Try it - All entries below must be given again word for word.

Dataset entries

//! All the errors defined by this crate.

use std::io::{self, ErrorKind};
use thiserror::Error;

/// An error from the RCON protocol.
#[derive(Error, Debug)]
pub enum RconProtocolError {
    /// Authentication failed. You probably entered the wrong RCON password.
    #[error("authentication failed")]
    AuthFailed,

    /// Invalid or unexpected packet type recieved from the server.
    #[error("invalid packet type")]
    InvalidPacketType,

    /// Other kind of invalid response, such as a bad length or missing padding.
    #[error("invalid rcon response")]
    InvalidRconResponse,

    /// Payload too long.
    ///
    /// | Direction   | Payload Length limit |
    /// | ----------- | -------------------- |
    /// | Serverbound | 1446                 |
    /// | Clientbound | 4096                 |
    #[error("payload too long")]
    PayloadTooLong,

    /// Mismatch with the given request ID.
    ///
    /// Note: the server replies with a request ID of -1 in the case of an
    /// authentication failure. In that case, `AuthFailed` will be returned.
    /// This variant is returned if any *other* request ID was recieved.
    #[error("request id mismatch")]
    RequestIdMismatch,
}

impl From<RconProtocolError> for io::Error {
    fn from(err: RconProtocolError) -> Self {
        io::Error::new(ErrorKind::InvalidData, err)
    }
}

/// One of the inputs the client cannot run without.
#[derive(Debug, Clone, Copy, PartialEq, Eq)]
pub enum Requirement {
    /// `--host` or `MRCON_HOST`.
    Host,
    /// `--port` or `MRCON_PORT`.
    Port,
    /// `--password` or `MRCON_PASSWORD`.
    Password,
    /// At least one positional command, unless terminal mode is on.
    Command,
}

/// Required configuration was not supplied by flags or environment.
///
/// The message always names every required input, whichever ones are
/// actually missing; use [`ConfigurationError::missing`] to find out which.
#[derive(Error, Debug)]
#[error(
    "--host, --port, --password, and a command are required. \
     You can also set MRCON_HOST, MRCON_PORT, MRCON_PASSWORD."
)]
pub struct ConfigurationError {
    missing: Vec<Requirement>,
}

impl ConfigurationError {
    pub(crate) fn new(missing: Vec<Requirement>) -> Self {
        Self { missing }
    }

    /// The requirements that were not satisfied.
    #[must_use]
    pub fn missing(&self) -> &[Requirement] {
        &self.missing
    }
}

/// A single command failed to round-trip. Never fatal to the run.
#[derive(Error, Debug)]
#[error("{source}")]
pub struct CommandExecutionError {
    /// The command that was being executed.
    pub command: String,

    /// What went wrong.
    #[source]
    pub source: io::Error,
}

/// Top-level error of a `mrcon` run.
#[derive(Error, Debug)]
pub enum Error {
    /// Required configuration is missing.
    #[error(transparent)]
    Configuration(#[from] ConfigurationError),

    /// Dialing or authenticating with the server failed.
    #[error("failed to connect to {address}: {source}")]
    Connection {
        /// The `host:port` pair that was dialed.
        address: String,

        /// The underlying network or protocol error.
        #[source]
        source: io::Error,
    },

    /// Reading commands or writing responses failed.
    #[error("I/O error: {0}")]
    Io(#[from] io::Error),
}

/// Result alias for fallible `mrcon` operations.
pub type Result<T> = std::result::Result<T, Error>;

#[cfg(test)]
mod tests {
    use super::*;

    #[test]
    fn configuration_error_names_every_requirement() {
        let err = ConfigurationError::new(vec![Requirement::Password]);
        let message = err.to_string();

        assert!(message.contains("--host, --port, --password"));
        assert!(message.contains("MRCON_HOST, MRCON_PORT, MRCON_PASSWORD"));
        assert_eq!(err.missing(), &[Requirement::Password]);
    }

    #[test]
    fn protocol_error_becomes_invalid_data() {
        let err: io::Error = RconProtocolError::AuthFailed.into();

        assert_eq!(err.kind(), ErrorKind::InvalidData);
        assert_eq!(err.to_string(), "authentication failed");
    }

    #[test]
    fn connection_error_mentions_address() {
        let err = Error::Connection {
            address: "127.0.0.1:25575".to_string(),
            source: io::Error::new(ErrorKind::ConnectionRefused, "connection refused"),
        };

        assert_eq!(
            err.to_string(),
            "failed to connect to 127.0.0.1:25575: connection refused"
        );
    }
}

Response to this exercise -
//! All the errors defined by this crate.

use std::io::{self, ErrorKind};
use thiserror::Error;

/// An error from the RCON protocol.
#[derive(Error, Debug)]
pub enum RconProtocolError {
    /// Authentication failed. You probably entered the wrong RCON password.
    #[error("authentication failed")]
    AuthFailed,

    /// Invalid or unexpected packet type recieved from the server.
    #[error("invalid packet type")]
    InvalidPacketType,

    /// Other kind of invalid response, such as a bad length or missing padding.
    #[error("invalid rcon response")]
    InvalidRconResponse,

    /// Payload too long.
    ///
    /// | Direction   | Payload Length limit |
    /// | ----------- | -------------------- |
    /// | Serverbound | 1446                 |
    /// | Clientbound | 4096                 |
    #[error("payload too long")]
    PayloadTooLong,

    /// Mismatch with the given request ID.
    ///
    /// Note: the server replies with a request ID of -1 in the case of an
    /// authentication failure. In that case, `AuthFailed` will be returned.
    /// This variant is returned if any *other* request ID was recieved.
    #[error("request id mismatch")]
    RequestIdMismatch,
}

impl From<RconProtocolError> for io::Error {
    fn from(err: RconProtocolError) -> Self {
        io::Error::new(ErrorKind::InvalidData, err)
    }
}

/// One of the inputs the client cannot run without.
#[derive(Debug, Clone, Copy, PartialEq, Eq)]
pub enum Requirement {
    /// `--host` or `MRCON_HOST`.
    Host,
    /// `--port` or `MRCON_PORT`.
    Port,
    /// `--password` or `MRCON_PASSWORD`.
    Password,
    /// At least one positional command, unless terminal mode is on.
    Command,
}

/// Required configuration was not supplied by flags or environment.
///
/// The message always names every required input, whichever ones are
/// actually missing; use [`ConfigurationError::missing`] to find out which.
#[derive(Error, Debug)]
#[error(
    "--host, --port, --password, and a command are required. \
     You can also set MRCON_HOST, MRCON_PORT, MRCON_PASSWORD."
)]
pub struct ConfigurationError {
    missing: Vec<Requirement>,
}

impl ConfigurationError {
    pub(crate) fn new(missing: Vec<Requirement>) -> Self {
        Self { missing }
    }

    /// The requirements that were not satisfied.
    #[must_use]
    pub fn missing(&self) -> &[Requirement] {
        &self.missing
    }
}

/// A single command failed to round-trip. Never fatal to the run.
#[derive(Error, Debug)]
#[error("{source}")]
pub struct CommandExecutionError {
    /// The command that was being executed.
    pub command: String,

    /// What went wrong.
    #[source]
    pub source: io::Error,
}

/// Top-level error of a `mrcon` run.
#[derive(Error, Debug)]
pub enum Error {
    /// Required configuration is missing.
    #[error(transparent)]
    Configuration(#[from] ConfigurationError),

    /// Dialing or authenticating with the server failed.
    #[error("failed to connect to {address}: {source}")]
    Connection {
        /// The `host:port` pair that was dialed.
        address: String,

        /// The underlying network or protocol error.
        #[source]
        source: io::Error,
    },

    /// Reading commands or writing responses failed.
    #[error("I/O error: {0}")]
    Io(#[from] io::Error),
}

/// Result alias for fallible `mrcon` operations.
pub type Result<T> = std::result::Result<T, Error>;

#[cfg(test)]
mod tests {
    use super::*;

    #[test]
    fn configuration_error_names_every_requirement() {
        let err = ConfigurationError::new(vec![Requirement::Password]);
        let message = err.to_string();

        assert!(message.contains("--host, --port, --password"));
        assert!(message.contains("MRCON_HOST, MRCON_PORT, MRCON_PASSWORD"));
        assert_eq!(err.missing(), &[Requirement::Password]);
    }

    #[test]
    fn protocol_error_becomes_invalid_data() {
        let err: io::Error = RconProtocolError::AuthFailed.into();

        assert_eq!(err.kind(), ErrorKind::InvalidData);
        assert_eq!(err.to_string(), "authentication failed");
    }

    #[test]
    fn connection_error_mentions_address() {
        let err = Error::Connection {
            address: "127.0.0.1:25575".to_string(),
            source: io::Error::new(ErrorKind::ConnectionRefused, "connection refused"),
        };

        assert_eq!(
            err.to_string(),
            "failed to connect to 127.0.0.1:25575: connection refused"
        );
    }
}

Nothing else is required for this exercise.